Average memory usage for float columns: 18.08 MB
Average memory usage for int columns: 32.15 MB
Average memory usage for object columns: 438.98 MB


In [7]:
# Optimize int columns by downcasting them
tweets_int = tweets.select_dtypes(include=['int'])
converted_int = tweets_int.apply(pd.to_numeric, downcast='unsigned')
print('Memory usage of original int columns:')
print(mem_usage(tweets_int))
print('Memory usage of converted int columns:')
print(mem_usage(converted_int))
tweets[converted_int.columns] = converted_int

Memory usage of original int columns:
289.33 MB
Memory usage of converted int columns:
131.10 MB


In [8]:
# Optimize float columns by downcasting them
tweets_float = tweets.select_dtypes(include=['float'])
converted_float = tweets_float.apply(pd.to_numeric, downcast='float')
print('Memory usage of original float columns: {}'.format(mem_usage(tweets_float)))
print('Memory usage of converted float columns: {}'.format(mem_usage(converted_float)))
tweets[converted_float.columns] = converted_float

Memory usage of original float columns: 36.17 MB
Memory usage of converted float columns: 18.08 MB


In [9]:
# Check how much memory we have saved after previous operations
print('Total memory after downcasting int and float columns: {}'.format(mem_usage(tweets)))

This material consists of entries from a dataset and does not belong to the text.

//! Maps free-text backend status messages onto overlay actions.

use openwhisper_core::OverlayState;

/// What a status message asks the overlay to do.
#[derive(Debug, Clone, Copy, PartialEq, Eq)]
pub enum StatusAction {
    /// Enter the cancel flow and re-arm the cancel timer
    Cancel,
    /// Show the overlay in this state
    Show(OverlayState),
    /// Hide the overlay
    Hide,
    /// No overlay effect
    Ignore,
}

/// Case-insensitive markers, checked in order before the STT markers.
const LIFECYCLE_MARKERS: [(&str, StatusAction); 4] = [
    ("cancel", StatusAction::Cancel),
    ("recording", StatusAction::Show(OverlayState::Recording)),
    ("processing", StatusAction::Show(OverlayState::Processing)),
    ("transcribing", StatusAction::Show(OverlayState::Transcribing)),
];

/// Case-insensitive markers that end the visible flow.
const FINISH_MARKERS: [&str; 4] = ["complete", "ready", "failed", "error"];

/// Classifies `text` by the first marker it contains.
///
/// The STT markers are matched case-sensitively, everything else is not.
pub fn classify(text: &str) -> StatusAction {
    let lowered = text.to_lowercase();

    if let Some((_, action)) = LIFECYCLE_MARKERS
        .iter()
        .find(|(marker, _)| lowered.contains(marker))
    {
        return *action;
    }

    if text.contains("STT Enabled") {
        return StatusAction::Show(OverlayState::SttEnabled);
    }
    if text.contains("STT Disabled") {
        return StatusAction::Show(OverlayState::SttDisabled);
    }

    if FINISH_MARKERS.iter().any(|marker| lowered.contains(marker)) {
        return StatusAction::Hide;
    }

    StatusAction::Ignore
}

#[cfg(test)]
mod tests {
    use super::*;

    #[test]
    fn test_lifecycle_messages() {
        assert_eq!(
            classify("Recording in progress..."),
            StatusAction::Show(OverlayState::Recording)
        );
        assert_eq!(
            classify("Processing audio"),
            StatusAction::Show(OverlayState::Processing)
        );
        assert_eq!(
            classify("Transcribing chunk 2/5..."),
            StatusAction::Show(OverlayState::Transcribing)
        );
        assert_eq!(classify("Recording cancelled"), StatusAction::Cancel);
        assert_eq!(classify("CANCELED"), StatusAction::Cancel);
    }

    #[test]
    fn test_finish_messages_hide() {
        for text in [
            "Transcription complete!",
            "Ready (Pasted)",
            "Transcription complete (paste failed)",
            "Error: model not loaded",
            "Upload FAILED",
        ] {
            assert_eq!(classify(text), StatusAction::Hide, "{text}");
        }
    }

    #[test]
    fn test_first_match_wins() {
        // "cancel" is checked before "recording"
        assert_eq!(classify("recording canceled"), StatusAction::Cancel);
        // "processing" is checked before "error"
        assert_eq!(
            classify("error while processing, retrying"),
            StatusAction::Show(OverlayState::Processing)
        );
    }

    #[test]
    fn test_stt_markers_are_case_sensitive() {
        assert_eq!(
            classify("STT Enabled"),
            StatusAction::Show(OverlayState::SttEnabled)
        );
        assert_eq!(
            classify("STT Disabled"),
            StatusAction::Show(OverlayState::SttDisabled)
        );
        assert_eq!(classify("stt enabled"), StatusAction::Ignore);
        assert_eq!(classify("STT DISABLED"), StatusAction::Ignore);
    }

    #[test]
    fn test_unmatched_is_ignored() {
        assert_eq!(classify(""), StatusAction::Ignore);
        assert_eq!(classify("Loading model..."), StatusAction::Ignore);
    }

    #[test]
    fn test_classification_is_deterministic() {
        for text in ["Recording...", "STT Enabled", "done, ready", "hello"] {
            assert_eq!(classify(text), classify(text));
        }
    }
}
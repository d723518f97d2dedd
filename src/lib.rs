// Re-export from sub-crates
pub use openwhisper_core::{
    APP_NAME, APP_NAME_PRETTY, Config, ConfigManager, DEFAULT_LOG_LEVEL, HotkeyAction,
    HotkeyBindings, OverlayState, SettingsStore,
};
pub use openwhisper_engine::{
    HotkeyCapture, HotkeyEditor, LifecycleEvent, RecordingCoordinator, TokioTimerScheduler,
};

// App-specific modules
pub mod capture;
pub mod color;
pub mod event;
pub mod hotkeys;
pub mod icon;
pub mod notify;
pub mod output;
pub mod sidecar;
pub mod surface;

// Version from this crate
pub const VERSION: &str = env!("CARGO_PKG_VERSION");
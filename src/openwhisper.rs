use std::sync::Arc;
use std::sync::mpsc::Receiver;

use anyhow::{Context, Result};
use global_hotkey::{GlobalHotKeyEvent, HotKeyState};
use openwhisper::capture::RdevCapture;
use openwhisper::event::{AppEvent, forward};
use openwhisper::hotkeys::HotkeyRegistry;
use openwhisper::icon::icon_for;
use openwhisper::notify::NotificationLayer;
use openwhisper::output::TranscriptOutput;
use openwhisper::sidecar::{Backend, BackendMessage};
use openwhisper::surface::TrayOverlay;
use openwhisper::{
    APP_NAME_PRETTY, ConfigManager, DEFAULT_LOG_LEVEL, HotkeyAction, HotkeyCapture, HotkeyEditor,
    LifecycleEvent, OverlayState, RecordingCoordinator, SettingsStore, TokioTimerScheduler, VERSION,
};
use openwhisper_engine::CapturePrimitive;
use tao::event::{Event, StartCause};
use tao::event_loop::{ControlFlow, EventLoop, EventLoopBuilder, EventLoopProxy};
use tracing::{debug, error, info, warn};
use tracing_subscriber::EnvFilter;
use tracing_subscriber::layer::SubscriberExt;
use tracing_subscriber::util::SubscriberInitExt;
use tray_icon::TrayIconBuilder;
use tray_icon::menu::{AboutMetadataBuilder, Menu, MenuEvent, MenuItem, PredefinedMenuItem, Submenu};

type Coordinator = RecordingCoordinator<TrayOverlay, TokioTimerScheduler>;

fn main() -> Result<()> {
    // Initialize the logger
    tracing_subscriber::fmt()
        .with_env_filter(
            EnvFilter::try_from_env("OPENWHISPER_LOG")
                .unwrap_or_else(|_| EnvFilter::new(DEFAULT_LOG_LEVEL)),
        )
        .finish()
        .with(NotificationLayer::new())
        .init();

    // Load config
    let config_manager = ConfigManager::new()?;
    let config = config_manager.load()?;
    // save back the config to create the file if it doesn't exist
    config_manager.save(&config)?;
    let store = SettingsStore::new(config_manager.settings_path(&config));
    info!(settings = %store.path().display(), "Using settings document");

    let event_loop: EventLoop<AppEvent> = EventLoopBuilder::with_user_event().build();
    let proxy = event_loop.create_proxy();

    // Menu and hotkey events are forwarded into the loop so they wake it.
    let on_menu = forward(proxy.clone(), AppEvent::Menu);
    MenuEvent::set_event_handler(Some(move |event| on_menu(event)));
    let on_hotkey = forward(proxy.clone(), AppEvent::Hotkey);
    GlobalHotKeyEvent::set_event_handler(Some(move |event| on_hotkey(event)));

    let scheduler = TokioTimerScheduler::new(forward(proxy.clone(), AppEvent::CancelTimer))
        .context("Failed to start timer runtime")?;
    let mut coordinator = RecordingCoordinator::new(
        TrayOverlay::new(),
        scheduler,
        config.cancel_timer_duration(),
    )
    .with_anchor_offset(config.overlay_offset());
    let lifecycle_events = coordinator.subscribe();

    let backend = config.backend().and_then(|argv| {
        match Backend::spawn(argv, forward::<BackendMessage>(proxy.clone(), AppEvent::from)) {
            Ok(backend) => Some(backend),
            Err(e) => {
                error!("Failed to start transcription backend: {}", e);
                None
            }
        }
    });

    let mut registry = HotkeyRegistry::new().context("Failed to create hotkey manager")?;
    registry.register_all(&store.load_bindings());

    let menu = TrayMenu::new()?;

    let mut app = App {
        coordinator,
        lifecycle_events,
        backend,
        store,
        registry,
        editor: None,
        primitive: Arc::new(RdevCapture::new()),
        proxy,
        output: TranscriptOutput::new(),
        menu,
    };
    app.refresh_hotkey_labels();

    event_loop.run(move |event, _, control_flow| {
        *control_flow = ControlFlow::Wait;

        match event {
            Event::NewEvents(StartCause::Init) => {
                // We create the icon once the event loop is actually running
                // to prevent issues like https://github.com/tauri-apps/tray-icon/issues/90
                if let Err(e) = app.create_tray() {
                    error!("Failed to create tray icon: {:#}", e);
                    *control_flow = ControlFlow::Exit;
                    return;
                }

                // We have to request a redraw here to have the icon actually show up.
                // Tao only exposes a redraw method on the Window so we use core-foundation directly.
                #[cfg(target_os = "macos")]
                unsafe {
                    use core_foundation::runloop::{CFRunLoopGetMain, CFRunLoopWakeUp};

                    let rl = CFRunLoopGetMain();
                    CFRunLoopWakeUp(rl);
                }

                info!("{} ready", APP_NAME_PRETTY);
            }
            Event::UserEvent(event) => {
                if app.handle(event) == Flow::Quit {
                    app.coordinator.surface_mut().detach();
                    *control_flow = ControlFlow::Exit;
                }
            }
            _ => {}
        }

        app.forward_lifecycle();
    });
}

#[derive(Debug, Clone, Copy, PartialEq, Eq)]
enum Flow {
    Continue,
    Quit,
}

struct App {
    coordinator: Coordinator,
    lifecycle_events: Receiver<LifecycleEvent>,
    backend: Option<Backend>,
    store: SettingsStore,
    registry: HotkeyRegistry,
    editor: Option<HotkeyEditor>,
    primitive: Arc<dyn CapturePrimitive>,
    proxy: EventLoopProxy<AppEvent>,
    output: TranscriptOutput,
    menu: TrayMenu,
}

impl App {
    fn create_tray(&mut self) -> Result<()> {
        let tray = TrayIconBuilder::new()
            .with_menu(Box::new(self.menu.menu.clone()))
            .with_tooltip(format!("{} - speech to text", APP_NAME_PRETTY))
            .with_icon(icon_for(OverlayState::Idle)?)
            .build()?;
        self.coordinator.surface_mut().attach(tray);
        Ok(())
    }

    fn handle(&mut self, event: AppEvent) -> Flow {
        match event {
            AppEvent::Menu(event) => return self.handle_menu(event),
            AppEvent::Hotkey(event) => self.handle_hotkey(event),
            AppEvent::Status(text) => {
                debug!(status = %text, "Backend status");
                self.coordinator.status_update(&text);
            }
            AppEvent::Transcript(text) => {
                self.coordinator.transcription_received(text.as_str());
                let settings = self.store.load_all();
                self.output
                    .deliver(&text, settings.copy_clipboard(), settings.auto_paste());
            }
            AppEvent::BackendExited => {
                warn!("Transcription backend exited");
                self.backend = None;
                self.coordinator.cancel_recording();
            }
            AppEvent::CancelTimer(token) => self.coordinator.on_cancel_timer(token),
            AppEvent::HotkeyCaptured(outcome) => {
                match self.editor.as_mut() {
                    Some(editor) => {
                        editor.on_capture(outcome);
                    }
                    None => debug!("Hotkey captured after the editor closed"),
                }
                self.refresh_hotkey_labels();
            }
        }
        Flow::Continue
    }

    fn handle_hotkey(&mut self, event: GlobalHotKeyEvent) {
        if event.state() != HotKeyState::Pressed {
            return;
        }
        // Keys pressed while capturing belong to the capture.
        if self.editor.as_ref().is_some_and(|e| e.listening_for().is_some()) {
            return;
        }
        match self.registry.action_for(event.id()) {
            Some(HotkeyAction::RecordToggle) => self.coordinator.toggle_recording(),
            Some(HotkeyAction::Cancel) => self.coordinator.cancel_recording(),
            Some(HotkeyAction::EnableDisable) => self.toggle_enabled(),
            None => debug!(id = event.id(), "Unknown hotkey"),
        }
    }

    fn handle_menu(&mut self, event: MenuEvent) -> Flow {
        let menu = &self.menu;
        if event.id == menu.quit.id() {
            return Flow::Quit;
        } else if event.id == menu.toggle_recording.id() {
            self.coordinator.toggle_recording();
        } else if event.id == menu.toggle_enabled.id() {
            self.toggle_enabled();
        } else if event.id == menu.copy_settings_path.id() {
            let path = self.store.path().to_string_lossy().into_owned();
            if let Err(e) = self.output.copy_text(&path) {
                error!("Failed to copy settings path to clipboard: {}", e);
            }
        } else if event.id == menu.hotkeys_reset.id() {
            self.editor().reset_to_defaults();
            self.refresh_hotkey_labels();
        } else if event.id == menu.hotkeys_save.id() {
            self.save_hotkeys();
        } else if event.id == menu.hotkeys_discard.id() {
            if let Some(editor) = self.editor.take() {
                editor.discard();
            }
            self.refresh_hotkey_labels();
        } else if let Some(action) = menu.field_action(&event) {
            if let Err(e) = self.editor().begin_capture(action) {
                warn!(action = %action, "Failed to start hotkey capture: {}", e);
            }
            self.refresh_hotkey_labels();
        }
        Flow::Continue
    }

    fn toggle_enabled(&mut self) {
        let enabled = self.coordinator.toggle_enabled();
        self.menu.show_enabled(enabled);
    }

    /// The open hotkey editor, opening one on the saved bindings if needed.
    fn editor(&mut self) -> &mut HotkeyEditor {
        let store = &self.store;
        let primitive = &self.primitive;
        let proxy = &self.proxy;
        self.editor.get_or_insert_with(|| {
            let capture = HotkeyCapture::new(
                primitive.clone(),
                forward(proxy.clone(), AppEvent::HotkeyCaptured),
            );
            HotkeyEditor::open(store, capture)
        })
    }

    fn save_hotkeys(&mut self) {
        let Some(editor) = self.editor.as_mut() else {
            debug!("No hotkey changes to save");
            return;
        };
        match editor.save(&self.store) {
            Ok(()) => {
                self.registry.register_all(editor.bindings());
                self.editor = None;
            }
            Err(e) if e.is_validation() => warn!("Hotkeys not saved: {}", e),
            // Already logged by the store
            Err(_) => {}
        }
        self.refresh_hotkey_labels();
    }

    fn refresh_hotkey_labels(&self) {
        let saved = self.store.load_bindings();
        for (action, item) in &self.menu.hotkey_fields {
            let shown = match &self.editor {
                Some(editor) => editor.display(*action),
                None => saved.get(*action),
            };
            item.set_text(format!("{}: {}", action.label(), shown));
        }
    }

    /// Passes lifecycle transitions on to the backend.
    fn forward_lifecycle(&mut self) {
        for event in self.lifecycle_events.try_iter() {
            match self.backend.as_mut() {
                Some(backend) => {
                    if let Err(e) = backend.send(event) {
                        error!("Failed to notify backend: {}", e);
                    }
                }
                None => debug!(event = ?event, "No backend to notify"),
            }
        }
    }
}

struct TrayMenu {
    menu: Menu,
    toggle_recording: MenuItem,
    toggle_enabled: MenuItem,
    hotkey_fields: Vec<(HotkeyAction, MenuItem)>,
    hotkeys_reset: MenuItem,
    hotkeys_save: MenuItem,
    hotkeys_discard: MenuItem,
    copy_settings_path: MenuItem,
    quit: MenuItem,
}

impl TrayMenu {
    fn new() -> Result<Self> {
        let toggle_recording = MenuItem::new("Toggle Recording", true, None);
        let toggle_enabled = MenuItem::new("Disable Speech-to-Text", true, None);
        let hotkey_fields: Vec<(HotkeyAction, MenuItem)> = HotkeyAction::ALL
            .into_iter()
            .map(|action| (action, MenuItem::new(action.label(), true, None)))
            .collect();
        let hotkeys_reset = MenuItem::new("Reset to Defaults", true, None);
        let hotkeys_save = MenuItem::new("Save Hotkeys", true, None);
        let hotkeys_discard = MenuItem::new("Discard Changes", true, None);
        let copy_settings_path = MenuItem::new("Copy settings path", true, None);
        let quit = MenuItem::new("Quit", true, None);

        let hotkeys = Submenu::new("Hotkeys", true);
        for (_, item) in &hotkey_fields {
            hotkeys.append(item)?;
        }
        hotkeys.append_items(&[
            &PredefinedMenuItem::separator(),
            &hotkeys_reset,
            &hotkeys_save,
            &hotkeys_discard,
        ])?;

        let menu = Menu::new();
        menu.append_items(&[
            // the name of the app
            &MenuItem::new(APP_NAME_PRETTY, false, None),
            &PredefinedMenuItem::separator(),
            &toggle_recording,
            &toggle_enabled,
            &hotkeys,
            &PredefinedMenuItem::separator(),
            &PredefinedMenuItem::about(
                None,
                Some(
                    AboutMetadataBuilder::new()
                        .version(Some(VERSION.to_owned()))
                        .build(),
                ),
            ),
            &copy_settings_path,
            &PredefinedMenuItem::separator(),
            &quit,
        ])?;

        Ok(Self {
            menu,
            toggle_recording,
            toggle_enabled,
            hotkey_fields,
            hotkeys_reset,
            hotkeys_save,
            hotkeys_discard,
            copy_settings_path,
            quit,
        })
    }

    fn field_action(&self, event: &MenuEvent) -> Option<HotkeyAction> {
        self.hotkey_fields
            .iter()
            .find(|(_, item)| event.id == item.id())
            .map(|(action, _)| *action)
    }

    fn show_enabled(&self, enabled: bool) {
        self.toggle_enabled.set_text(if enabled {
            "Disable Speech-to-Text"
        } else {
            "Enable Speech-to-Text"
        });
    }
}
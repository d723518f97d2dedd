//! Key capture backed by a global `rdev` input hook.
//!
//! `rdev::listen` never returns, so one listener thread is started for the
//! whole process and forwards key events to whichever capture currently
//! holds the sink. A capture polls its cancel token between events.

use std::sync::Once;
use std::sync::atomic::{AtomicU64, Ordering};
use std::sync::mpsc::{self, Receiver, RecvTimeoutError, Sender};
use std::thread;
use std::time::Duration;

use openwhisper_engine::{CancelToken, CaptureError, CapturePrimitive};
use parking_lot::{Mutex, const_mutex};
use rdev::{EventType, Key};
use tracing::{debug, error};

const POLL_INTERVAL: Duration = Duration::from_millis(50);

struct Listener {
    started: Once,
    generation: AtomicU64,
    sink: Mutex<Option<(u64, Sender<EventType>)>>,
    failure: Mutex<Option<String>>,
}

static LISTENER: Listener = Listener {
    started: Once::new(),
    generation: AtomicU64::new(0),
    sink: const_mutex(None),
    failure: const_mutex(None),
};

impl Listener {
    fn ensure_running(&'static self) {
        self.started.call_once(|| {
            let spawned = thread::Builder::new()
                .name("key-listener".into())
                .spawn(move || {
                    let result = rdev::listen(move |event| {
                        if let Some((_, sink)) = &*self.sink.lock() {
                            let _ = sink.send(event.event_type);
                        }
                    });
                    if let Err(e) = result {
                        error!("Keyboard listener stopped: {:?}", e);
                        *self.failure.lock() = Some(format!("{:?}", e));
                    }
                });
            if let Err(e) = spawned {
                error!("Failed to start keyboard listener: {}", e);
                *self.failure.lock() = Some(e.to_string());
            }
        });
    }

    /// Routes key events to a fresh channel, taking them from any earlier
    /// capture.
    fn attach(&self) -> (u64, Receiver<EventType>) {
        let generation = self.generation.fetch_add(1, Ordering::SeqCst) + 1;
        let (tx, rx) = mpsc::channel();
        *self.sink.lock() = Some((generation, tx));
        (generation, rx)
    }

    fn detach(&self, generation: u64) {
        let mut sink = self.sink.lock();
        if matches!(&*sink, Some((current, _)) if *current == generation) {
            *sink = None;
        }
    }

    fn failure(&self) -> Option<String> {
        self.failure.lock().clone()
    }
}

/// The platform [`CapturePrimitive`].
#[derive(Debug, Default)]
pub struct RdevCapture;

impl RdevCapture {
    pub fn new() -> Self {
        Self
    }
}

impl CapturePrimitive for RdevCapture {
    fn capture_one_combo(&self, cancel: &CancelToken) -> Result<String, CaptureError> {
        LISTENER.ensure_running();
        let (generation, events) = LISTENER.attach();
        let result = wait_for_combo(&events, cancel);
        LISTENER.detach(generation);
        result
    }
}

fn wait_for_combo(events: &Receiver<EventType>, cancel: &CancelToken) -> Result<String, CaptureError> {
    let mut builder = ComboBuilder::default();
    loop {
        if cancel.is_cancelled() {
            return Err(CaptureError::Cancelled);
        }
        if let Some(reason) = LISTENER.failure() {
            return Err(CaptureError::Platform(reason));
        }
        match events.recv_timeout(POLL_INTERVAL) {
            Ok(event) => {
                if let Some(combo) = builder.feed(event) {
                    return Ok(combo);
                }
            }
            Err(RecvTimeoutError::Timeout) => {}
            Err(RecvTimeoutError::Disconnected) => {
                debug!("Another capture took over the keyboard listener");
                return Err(CaptureError::Cancelled);
            }
        }
    }
}

#[derive(Debug, Clone, Copy, PartialEq, Eq)]
enum Modifier {
    Ctrl,
    Alt,
    Shift,
    Win,
}

impl Modifier {
    fn of(key: Key) -> Option<Self> {
        match key {
            Key::ControlLeft | Key::ControlRight => Some(Modifier::Ctrl),
            Key::Alt | Key::AltGr => Some(Modifier::Alt),
            Key::ShiftLeft | Key::ShiftRight => Some(Modifier::Shift),
            Key::MetaLeft | Key::MetaRight => Some(Modifier::Win),
            _ => None,
        }
    }
}

/// Folds raw key events into `mod+mod+key`. The combo is complete on the
/// first press of a key that is not a modifier.
#[derive(Debug, Default)]
struct ComboBuilder {
    ctrl: bool,
    alt: bool,
    shift: bool,
    win: bool,
}

impl ComboBuilder {
    fn feed(&mut self, event: EventType) -> Option<String> {
        match event {
            EventType::KeyPress(key) => match Modifier::of(key) {
                Some(modifier) => {
                    self.hold(modifier, true);
                    None
                }
                None => key_name(key).map(|name| self.render(name)),
            },
            EventType::KeyRelease(key) => {
                if let Some(modifier) = Modifier::of(key) {
                    self.hold(modifier, false);
                }
                None
            }
            _ => None,
        }
    }

    fn hold(&mut self, modifier: Modifier, held: bool) {
        match modifier {
            Modifier::Ctrl => self.ctrl = held,
            Modifier::Alt => self.alt = held,
            Modifier::Shift => self.shift = held,
            Modifier::Win => self.win = held,
        }
    }

    fn render(&self, key: &str) -> String {
        let held = [
            (self.ctrl, "ctrl"),
            (self.alt, "alt"),
            (self.shift, "shift"),
            (self.win, "win"),
        ];
        let mut parts: Vec<&str> = held
            .iter()
            .filter(|(down, _)| *down)
            .map(|(_, name)| *name)
            .collect();
        parts.push(key);
        parts.join("+")
    }
}

/// Name of a non-modifier key as it appears in a combo.
fn key_name(key: Key) -> Option<&'static str> {
    let name = match key {
        Key::KeyA => "a",
        Key::KeyB => "b",
        Key::KeyC => "c",
        Key::KeyD => "d",
        Key::KeyE => "e",
        Key::KeyF => "f",
        Key::KeyG => "g",
        Key::KeyH => "h",
        Key::KeyI => "i",
        Key::KeyJ => "j",
        Key::KeyK => "k",
        Key::KeyL => "l",
        Key::KeyM => "m",
        Key::KeyN => "n",
        Key::KeyO => "o",
        Key::KeyP => "p",
        Key::KeyQ => "q",
        Key::KeyR => "r",
        Key::KeyS => "s",
        Key::KeyT => "t",
        Key::KeyU => "u",
        Key::KeyV => "v",
        Key::KeyW => "w",
        Key::KeyX => "x",
        Key::KeyY => "y",
        Key::KeyZ => "z",
        Key::Num0 | Key::Kp0 => "0",
        Key::Num1 | Key::Kp1 => "1",
        Key::Num2 | Key::Kp2 => "2",
        Key::Num3 | Key::Kp3 => "3",
        Key::Num4 | Key::Kp4 => "4",
        Key::Num5 | Key::Kp5 => "5",
        Key::Num6 | Key::Kp6 => "6",
        Key::Num7 | Key::Kp7 => "7",
        Key::Num8 | Key::Kp8 => "8",
        Key::Num9 | Key::Kp9 => "9",
        Key::F1 => "f1",
        Key::F2 => "f2",
        Key::F3 => "f3",
        Key::F4 => "f4",
        Key::F5 => "f5",
        Key::F6 => "f6",
        Key::F7 => "f7",
        Key::F8 => "f8",
        Key::F9 => "f9",
        Key::F10 => "f10",
        Key::F11 => "f11",
        Key::F12 => "f12",
        Key::KpMultiply => "*",
        Key::KpMinus | Key::Minus => "-",
        Key::KpPlus => "+",
        Key::KpDivide | Key::Slash => "/",
        Key::Equal => "=",
        Key::Comma => ",",
        Key::Dot => ".",
        Key::SemiColon => ";",
        Key::Quote => "'",
        Key::BackQuote => "`",
        Key::LeftBracket => "[",
        Key::RightBracket => "]",
        Key::BackSlash => "\\",
        Key::Escape => "esc",
        Key::Space => "space",
        Key::Return | Key::KpReturn => "enter",
        Key::Tab => "tab",
        Key::Backspace => "backspace",
        Key::Delete | Key::KpDelete => "delete",
        Key::Insert => "insert",
        Key::Home => "home",
        Key::End => "end",
        Key::PageUp => "pageup",
        Key::PageDown => "pagedown",
        Key::UpArrow => "up",
        Key::DownArrow => "down",
        Key::LeftArrow => "left",
        Key::RightArrow => "right",
        Key::PrintScreen => "printscreen",
        Key::ScrollLock => "scrolllock",
        Key::Pause => "pause",
        _ => return None,
    };
    Some(name)
}

#[cfg(test)]
mod tests {
    use super::*;

    fn feed_all(events: &[EventType]) -> Option<String> {
        let mut builder = ComboBuilder::default();
        events.iter().find_map(|event| builder.feed(*event))
    }

    #[test]
    fn test_plain_key() {
        assert_eq!(feed_all(&[EventType::KeyPress(Key::F9)]), Some("f9".into()));
        assert_eq!(feed_all(&[EventType::KeyPress(Key::KpMultiply)]), Some("*".into()));
    }

    #[test]
    fn test_modifiers_in_canonical_order() {
        let combo = feed_all(&[
            EventType::KeyPress(Key::AltGr),
            EventType::KeyPress(Key::ControlLeft),
            EventType::KeyPress(Key::KpMultiply),
        ]);
        assert_eq!(combo.as_deref(), Some("ctrl+alt+*"));

        let combo = feed_all(&[
            EventType::KeyPress(Key::MetaLeft),
            EventType::KeyPress(Key::ShiftRight),
            EventType::KeyPress(Key::KeyR),
        ]);
        assert_eq!(combo.as_deref(), Some("shift+win+r"));
    }

    #[test]
    fn test_released_modifier_is_dropped() {
        let combo = feed_all(&[
            EventType::KeyPress(Key::ShiftLeft),
            EventType::KeyRelease(Key::ShiftLeft),
            EventType::KeyPress(Key::Escape),
        ]);
        assert_eq!(combo.as_deref(), Some("esc"));
    }

    #[test]
    fn test_modifiers_alone_do_not_complete() {
        assert_eq!(
            feed_all(&[
                EventType::KeyPress(Key::ControlLeft),
                EventType::KeyPress(Key::Alt),
                EventType::KeyRelease(Key::Alt),
            ]),
            None
        );
        assert_eq!(feed_all(&[EventType::KeyPress(Key::Unknown(999))]), None);
    }

    #[test]
    fn test_rendered_combos_validate() {
        let combos = [
            feed_all(&[EventType::KeyPress(Key::ControlLeft), EventType::KeyPress(Key::KpPlus)]),
            feed_all(&[EventType::KeyPress(Key::Minus)]),
            feed_all(&[EventType::KeyPress(Key::MetaRight), EventType::KeyPress(Key::Space)]),
        ];
        for combo in combos.into_iter().flatten() {
            openwhisper_core::validate_combo(&combo).unwrap();
        }
    }

    #[test]
    fn test_detach_keeps_newer_sink() {
        let (first, _first_rx) = LISTENER.attach();
        let (second, _second_rx) = LISTENER.attach();
        LISTENER.detach(first);
        assert!(matches!(&*LISTENER.sink.lock(), Some((g, _)) if *g == second));
        LISTENER.detach(second);
        assert!(LISTENER.sink.lock().is_none());
    }
}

Total memory after downcasting int and float columns: 5489.33 MB


In [10]:
# Optimize object types using categoricals
tweets_obj = tweets.select_dtypes(include=['object']).copy()
converted_obj = pd.DataFrame()
threshold_unique_values = 0.2
converted_cols = 0
for col in tweets_obj.columns:
    num_unique_values = len(tweets_obj[col].unique())
    num_total_values = len(tweets_obj[col])
    if num_unique_values / num_total_values < threshold_unique_values:
        converted_obj.loc[:,col] = tweets_obj[col].astype('category')
        converted_cols += 1
    else:
        converted_obj.loc[:,col] = tweets_obj[col]
print('Memory usage of original object columns: {}'.format(mem_usage(tweets_obj)))
print('Memory usage of converted object columns: {}'.format(mem_usage(converted_obj)))
tweets[converted_obj.columns] = converted_obj
print('{} object columns were converted in the process'.format(converted_cols))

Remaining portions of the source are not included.